What to work on — Could you copy every line from the material below in which "QueryMismatch" appears?

*** Opening of Source information ***

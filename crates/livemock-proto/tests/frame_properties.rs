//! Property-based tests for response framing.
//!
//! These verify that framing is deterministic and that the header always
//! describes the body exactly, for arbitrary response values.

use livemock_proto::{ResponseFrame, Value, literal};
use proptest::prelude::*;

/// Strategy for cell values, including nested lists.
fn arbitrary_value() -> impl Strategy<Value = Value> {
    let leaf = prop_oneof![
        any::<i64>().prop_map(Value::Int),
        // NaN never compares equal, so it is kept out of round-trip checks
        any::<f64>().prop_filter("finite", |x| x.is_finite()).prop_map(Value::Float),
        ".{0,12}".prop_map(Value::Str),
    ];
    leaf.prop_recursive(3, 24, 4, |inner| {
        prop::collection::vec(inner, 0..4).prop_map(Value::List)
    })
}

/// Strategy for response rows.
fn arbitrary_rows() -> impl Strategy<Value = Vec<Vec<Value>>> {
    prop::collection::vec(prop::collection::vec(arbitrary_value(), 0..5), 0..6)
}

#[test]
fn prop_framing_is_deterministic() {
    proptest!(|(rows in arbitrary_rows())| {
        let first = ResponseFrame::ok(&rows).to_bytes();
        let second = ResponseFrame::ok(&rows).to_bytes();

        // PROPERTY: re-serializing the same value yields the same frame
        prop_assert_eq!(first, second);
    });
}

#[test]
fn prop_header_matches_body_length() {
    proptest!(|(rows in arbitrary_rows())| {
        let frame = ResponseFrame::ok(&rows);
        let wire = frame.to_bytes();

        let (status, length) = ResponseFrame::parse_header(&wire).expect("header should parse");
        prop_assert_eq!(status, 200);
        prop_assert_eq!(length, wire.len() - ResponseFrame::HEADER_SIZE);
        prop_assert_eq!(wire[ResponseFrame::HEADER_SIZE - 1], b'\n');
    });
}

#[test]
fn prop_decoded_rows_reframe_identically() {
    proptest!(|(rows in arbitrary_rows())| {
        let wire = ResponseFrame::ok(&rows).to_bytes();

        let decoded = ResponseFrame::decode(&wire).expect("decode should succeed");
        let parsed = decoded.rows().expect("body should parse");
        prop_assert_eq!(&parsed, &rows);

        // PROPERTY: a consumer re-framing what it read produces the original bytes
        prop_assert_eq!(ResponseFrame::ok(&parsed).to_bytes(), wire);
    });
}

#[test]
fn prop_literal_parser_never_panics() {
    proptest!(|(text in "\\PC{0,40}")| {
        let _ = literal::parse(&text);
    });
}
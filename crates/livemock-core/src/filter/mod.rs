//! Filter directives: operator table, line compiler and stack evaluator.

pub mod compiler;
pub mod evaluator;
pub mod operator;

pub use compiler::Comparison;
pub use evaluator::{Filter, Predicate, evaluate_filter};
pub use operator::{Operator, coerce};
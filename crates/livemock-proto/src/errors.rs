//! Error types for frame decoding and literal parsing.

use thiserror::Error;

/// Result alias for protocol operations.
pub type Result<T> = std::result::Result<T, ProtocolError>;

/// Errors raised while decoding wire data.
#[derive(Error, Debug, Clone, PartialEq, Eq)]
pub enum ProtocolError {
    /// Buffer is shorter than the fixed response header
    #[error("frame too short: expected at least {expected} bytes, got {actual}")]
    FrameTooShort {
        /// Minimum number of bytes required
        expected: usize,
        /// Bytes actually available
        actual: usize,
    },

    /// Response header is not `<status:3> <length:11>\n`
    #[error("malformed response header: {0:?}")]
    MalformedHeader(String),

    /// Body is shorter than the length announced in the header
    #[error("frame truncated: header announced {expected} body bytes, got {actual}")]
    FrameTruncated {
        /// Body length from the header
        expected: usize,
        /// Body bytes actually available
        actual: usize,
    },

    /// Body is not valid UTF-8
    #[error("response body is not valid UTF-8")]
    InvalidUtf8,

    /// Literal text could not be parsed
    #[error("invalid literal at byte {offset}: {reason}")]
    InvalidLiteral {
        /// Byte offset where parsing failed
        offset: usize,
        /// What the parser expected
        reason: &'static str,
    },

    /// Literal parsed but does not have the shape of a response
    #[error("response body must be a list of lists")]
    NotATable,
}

*** Close of Source information ***
*** Opening of Source information ***

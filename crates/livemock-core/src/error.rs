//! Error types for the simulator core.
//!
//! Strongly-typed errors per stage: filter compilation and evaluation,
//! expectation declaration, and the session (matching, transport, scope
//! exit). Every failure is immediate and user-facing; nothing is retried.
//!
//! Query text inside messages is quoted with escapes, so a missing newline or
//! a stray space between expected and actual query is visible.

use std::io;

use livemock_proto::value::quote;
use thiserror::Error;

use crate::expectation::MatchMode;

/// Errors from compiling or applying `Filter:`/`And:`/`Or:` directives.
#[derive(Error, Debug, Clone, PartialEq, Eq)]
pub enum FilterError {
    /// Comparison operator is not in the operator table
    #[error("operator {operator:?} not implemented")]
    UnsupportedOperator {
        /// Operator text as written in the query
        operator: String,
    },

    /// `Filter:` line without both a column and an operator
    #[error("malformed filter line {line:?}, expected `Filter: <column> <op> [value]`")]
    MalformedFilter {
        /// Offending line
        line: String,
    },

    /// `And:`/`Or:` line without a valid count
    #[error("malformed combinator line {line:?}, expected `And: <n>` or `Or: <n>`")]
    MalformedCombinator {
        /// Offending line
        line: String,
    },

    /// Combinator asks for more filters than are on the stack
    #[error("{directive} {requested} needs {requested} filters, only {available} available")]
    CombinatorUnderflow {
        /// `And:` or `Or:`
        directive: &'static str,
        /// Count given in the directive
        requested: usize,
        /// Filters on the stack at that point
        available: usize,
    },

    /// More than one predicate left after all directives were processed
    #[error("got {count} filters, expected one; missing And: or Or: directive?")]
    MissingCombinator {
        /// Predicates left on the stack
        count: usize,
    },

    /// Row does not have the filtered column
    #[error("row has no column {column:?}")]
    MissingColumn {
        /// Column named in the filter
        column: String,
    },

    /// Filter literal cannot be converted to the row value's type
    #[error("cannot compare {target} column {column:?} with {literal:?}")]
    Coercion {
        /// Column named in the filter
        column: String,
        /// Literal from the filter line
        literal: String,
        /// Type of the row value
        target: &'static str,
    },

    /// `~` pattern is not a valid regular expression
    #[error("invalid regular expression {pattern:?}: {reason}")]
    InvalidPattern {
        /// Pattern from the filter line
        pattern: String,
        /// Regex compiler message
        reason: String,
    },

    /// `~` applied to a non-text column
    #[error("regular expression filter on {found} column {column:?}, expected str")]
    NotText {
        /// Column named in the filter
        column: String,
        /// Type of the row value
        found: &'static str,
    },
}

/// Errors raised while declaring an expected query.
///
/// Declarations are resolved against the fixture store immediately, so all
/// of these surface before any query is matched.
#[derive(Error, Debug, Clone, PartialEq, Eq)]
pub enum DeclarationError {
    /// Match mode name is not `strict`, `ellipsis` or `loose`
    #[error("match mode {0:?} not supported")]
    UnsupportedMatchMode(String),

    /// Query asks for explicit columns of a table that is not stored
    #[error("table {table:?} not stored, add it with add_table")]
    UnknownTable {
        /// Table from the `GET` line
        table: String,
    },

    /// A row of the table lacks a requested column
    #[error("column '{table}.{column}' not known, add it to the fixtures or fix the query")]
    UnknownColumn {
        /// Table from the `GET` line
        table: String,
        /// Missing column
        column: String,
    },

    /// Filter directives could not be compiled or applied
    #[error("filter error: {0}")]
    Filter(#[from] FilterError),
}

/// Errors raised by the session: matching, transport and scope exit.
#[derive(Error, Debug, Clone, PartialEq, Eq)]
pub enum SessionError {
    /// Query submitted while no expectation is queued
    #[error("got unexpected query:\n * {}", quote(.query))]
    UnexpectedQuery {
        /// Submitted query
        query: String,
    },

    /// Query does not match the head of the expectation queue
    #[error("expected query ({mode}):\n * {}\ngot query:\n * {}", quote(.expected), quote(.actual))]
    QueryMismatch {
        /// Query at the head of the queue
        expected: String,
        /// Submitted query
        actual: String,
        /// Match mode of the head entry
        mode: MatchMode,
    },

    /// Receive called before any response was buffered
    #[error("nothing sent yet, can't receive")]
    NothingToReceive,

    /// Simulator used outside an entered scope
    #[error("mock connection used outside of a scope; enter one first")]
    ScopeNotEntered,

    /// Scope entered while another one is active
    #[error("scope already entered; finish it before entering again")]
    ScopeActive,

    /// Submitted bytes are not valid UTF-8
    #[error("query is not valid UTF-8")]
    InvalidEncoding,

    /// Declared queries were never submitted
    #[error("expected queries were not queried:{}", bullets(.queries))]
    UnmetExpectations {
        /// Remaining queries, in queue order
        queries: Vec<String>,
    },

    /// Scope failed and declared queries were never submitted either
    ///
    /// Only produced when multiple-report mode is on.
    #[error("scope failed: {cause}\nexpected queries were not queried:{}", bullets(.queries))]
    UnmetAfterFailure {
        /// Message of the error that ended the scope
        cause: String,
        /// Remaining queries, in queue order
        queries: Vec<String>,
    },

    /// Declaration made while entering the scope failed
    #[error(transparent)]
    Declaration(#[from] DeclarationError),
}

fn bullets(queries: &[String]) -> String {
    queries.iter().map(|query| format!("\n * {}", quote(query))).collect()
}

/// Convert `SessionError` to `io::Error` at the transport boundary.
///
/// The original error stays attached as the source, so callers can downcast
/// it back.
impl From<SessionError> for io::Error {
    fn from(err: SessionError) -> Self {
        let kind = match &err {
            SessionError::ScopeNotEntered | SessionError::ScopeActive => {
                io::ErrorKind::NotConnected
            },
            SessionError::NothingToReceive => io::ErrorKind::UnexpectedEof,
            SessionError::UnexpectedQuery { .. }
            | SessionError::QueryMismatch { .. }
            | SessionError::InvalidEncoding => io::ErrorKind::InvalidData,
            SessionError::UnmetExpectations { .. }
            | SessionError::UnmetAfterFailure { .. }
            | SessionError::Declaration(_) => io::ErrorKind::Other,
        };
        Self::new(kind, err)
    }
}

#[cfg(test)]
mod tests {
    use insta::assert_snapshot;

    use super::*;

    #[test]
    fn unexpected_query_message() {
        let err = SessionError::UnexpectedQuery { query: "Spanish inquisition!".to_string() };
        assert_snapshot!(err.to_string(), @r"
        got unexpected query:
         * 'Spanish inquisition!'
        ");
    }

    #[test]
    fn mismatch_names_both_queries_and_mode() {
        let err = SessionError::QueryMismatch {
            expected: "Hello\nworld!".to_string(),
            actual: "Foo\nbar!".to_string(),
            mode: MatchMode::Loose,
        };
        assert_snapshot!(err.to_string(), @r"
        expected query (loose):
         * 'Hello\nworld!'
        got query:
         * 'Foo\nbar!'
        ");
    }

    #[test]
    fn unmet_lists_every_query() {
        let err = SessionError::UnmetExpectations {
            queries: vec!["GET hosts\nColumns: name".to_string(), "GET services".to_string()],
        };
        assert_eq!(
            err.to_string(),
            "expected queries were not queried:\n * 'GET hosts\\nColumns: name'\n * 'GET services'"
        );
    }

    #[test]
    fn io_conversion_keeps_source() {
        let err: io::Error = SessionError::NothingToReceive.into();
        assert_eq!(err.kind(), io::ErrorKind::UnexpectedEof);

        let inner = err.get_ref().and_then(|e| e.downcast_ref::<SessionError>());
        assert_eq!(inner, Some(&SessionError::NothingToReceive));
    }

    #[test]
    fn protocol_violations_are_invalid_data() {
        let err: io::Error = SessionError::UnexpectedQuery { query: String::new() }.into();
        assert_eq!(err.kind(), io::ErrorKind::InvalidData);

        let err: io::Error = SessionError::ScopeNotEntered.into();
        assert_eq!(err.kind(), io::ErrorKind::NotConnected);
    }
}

*** Close of Source information ***

Output of the task —
    QueryMismatch {
            | SessionError::QueryMismatch { .. }
        let err = SessionError::QueryMismatch {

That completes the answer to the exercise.